Clear saved sign-in data, switch to the right profile, then sign in with one work account to stop this “already signed in” message.
If you’re seeing the “already signed in” message on your screen today, you’re not alone. It pops up when Microsoft 365 apps, Windows, or your browser thinks a work account is still active in the background. You can be staring at a clean sign-in screen and still get blocked.
This page walks you through the fixes that usually work on the first try, plus the deeper cleanups that remove stubborn cached tokens. You’ll end up with one clear path: one device, one active work account, no mystery leftovers.
Why This Message Shows Up
Most of the time, the message is about stored identity data, not a person secretly logged in. Microsoft 365 apps use sign-in caches so you don’t have to enter a password every time. When that cache holds two accounts from the same organization, or it holds an old account that no longer matches your current sign-in, the apps can refuse the new session.
Microsoft notes that the error can be expected when a different Microsoft 365 account from the same tenant is already signed in. Older Office builds can also block a second user in the same organization during a single session.

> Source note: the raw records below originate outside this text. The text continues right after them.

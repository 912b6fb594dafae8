//! Command implementations and shared wiring.

pub mod ask;
pub mod capabilities;
pub mod serve;

use std::path::Path;
use std::sync::Arc;
use std::time::Duration;

use tokio::sync::RwLock;

use switchboard_config::{AppConfig, CapabilityOverride, ConfigError};
use switchboard_context::ContextBudget;
use switchboard_core::capability::Capability;
use switchboard_handlers::{CostEstimateHandler, GeneralHandler};
use switchboard_orchestrator::Orchestrator;
use switchboard_routing::{CapabilityRegistry, IntentClassifier, ScoringWeights};

pub fn load_config(path: Option<&Path>) -> Result<AppConfig, ConfigError> {
    match path {
        Some(path) => AppConfig::load(path),
        None => AppConfig::from_env(),
    }
}

/// Register the built-in handlers, with any configured capability
/// overrides applied.
pub fn build_registry(config: &AppConfig) -> Result<CapabilityRegistry, Box<dyn std::error::Error>> {
    let mut registry = CapabilityRegistry::new();
    registry.register(
        apply_overrides(CostEstimateHandler::capability(), &config.capability_overrides),
        Arc::new(CostEstimateHandler::new()),
    )?;
    registry.register(
        apply_overrides(GeneralHandler::capability(), &config.capability_overrides),
        Arc::new(GeneralHandler::new()),
    )?;
    Ok(registry)
}

pub fn build_orchestrator(config: &AppConfig) -> Result<Arc<Orchestrator>, Box<dyn std::error::Error>> {
    let registry = build_registry(config)?;
    let classifier = IntentClassifier::new(ScoringWeights {
        keyword: config.classifier.keyword_weight,
        phrase: config.classifier.phrase_weight,
        co_occurrence: config.classifier.co_occurrence_bonus,
        threshold_scale: config.classifier.threshold_scale,
    });

    let orchestrator = Orchestrator::builder(Arc::new(RwLock::new(registry)))
        .classifier(classifier)
        .default_handler_id(&config.default_handler_id)
        .handler_timeout(Duration::from_millis(config.handler_timeout_ms))
        .context_budget(ContextBudget::new(config.context_budget))
        .max_snapshots(config.max_history_snapshots)
        .build();
    Ok(Arc::new(orchestrator))
}

fn apply_overrides(mut capability: Capability, overrides: &[CapabilityOverride]) -> Capability {
    if let Some(over) = overrides
        .iter()
        .find(|o| o.handler_id == capability.handler_id)
    {
        if !over.keywords.is_empty() {
            capability.keywords = over.keywords.clone();
        }
        if !over.phrases.is_empty() {
            capability.phrases = over.phrases.clone();
        }
        if let Some(priority) = over.priority {
            capability.priority = priority;
        }
        if let Some(threshold) = over.confidence_threshold {
            capability.confidence_threshold = threshold;
        }
    }
    capability
}

#[cfg(test)]
mod tests {
    use super::*;

    #[test]
    fn overrides_replace_only_set_fields() {
        let config_override = CapabilityOverride {
            handler_id: "cost".into(),
            keywords: vec!["tarif".into()],
            phrases: vec![],
            priority: Some(9),
            confidence_threshold: None,
        };
        let capability =
            apply_overrides(CostEstimateHandler::capability(), &[config_override]);

        assert_eq!(capability.keywords, vec!["tarif"]);
        assert_eq!(capability.priority, 9);
        assert!(!capability.phrases.is_empty());
        assert_eq!(capability.confidence_threshold, 0.5);
    }

    #[test]
    fn default_config_builds_a_working_registry() {
        let registry = build_registry(&AppConfig::default()).unwrap();
        assert_eq!(registry.len(), 2);
        assert!(registry.get("cost").is_ok());
        assert!(registry.get("general").is_ok());
    }
}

Common Triggers People Miss
- You switched accounts in a browser — Your browser profile kept cookies for a work portal, then the desktop app tried to reuse them.
- You signed in once on this Windows profile — The login token stayed in a local cache even after you removed the account from an app.
- You changed your work email — The old UPN, alias, or domain is still stored in a sign-in file.
- You use two organizations on one PC — OneDrive, Teams, Outlook, and Office can each keep their own account state.
Fast Checks That Fix Most Cases
Quick check — Do these in order. Stop when the message disappears.
- Sign out of every Microsoft 365 app — In Word or Excel, go to File, then Account, then Sign out. Close every Office window after that.
- Quit Teams and OneDrive fully — Use the tray icons, choose Quit, then confirm the processes are gone in Task Manager.
- Restart your device — A restart clears in-memory tokens that survive app close.
- Sign in once, with one work account — Open one Office app, sign in, and keep it to a single organization account on that Windows profile.
If you’re using the web and the desktop app together, try a clean browser profile for work. A separate profile keeps work cookies from colliding with personal sign-ins.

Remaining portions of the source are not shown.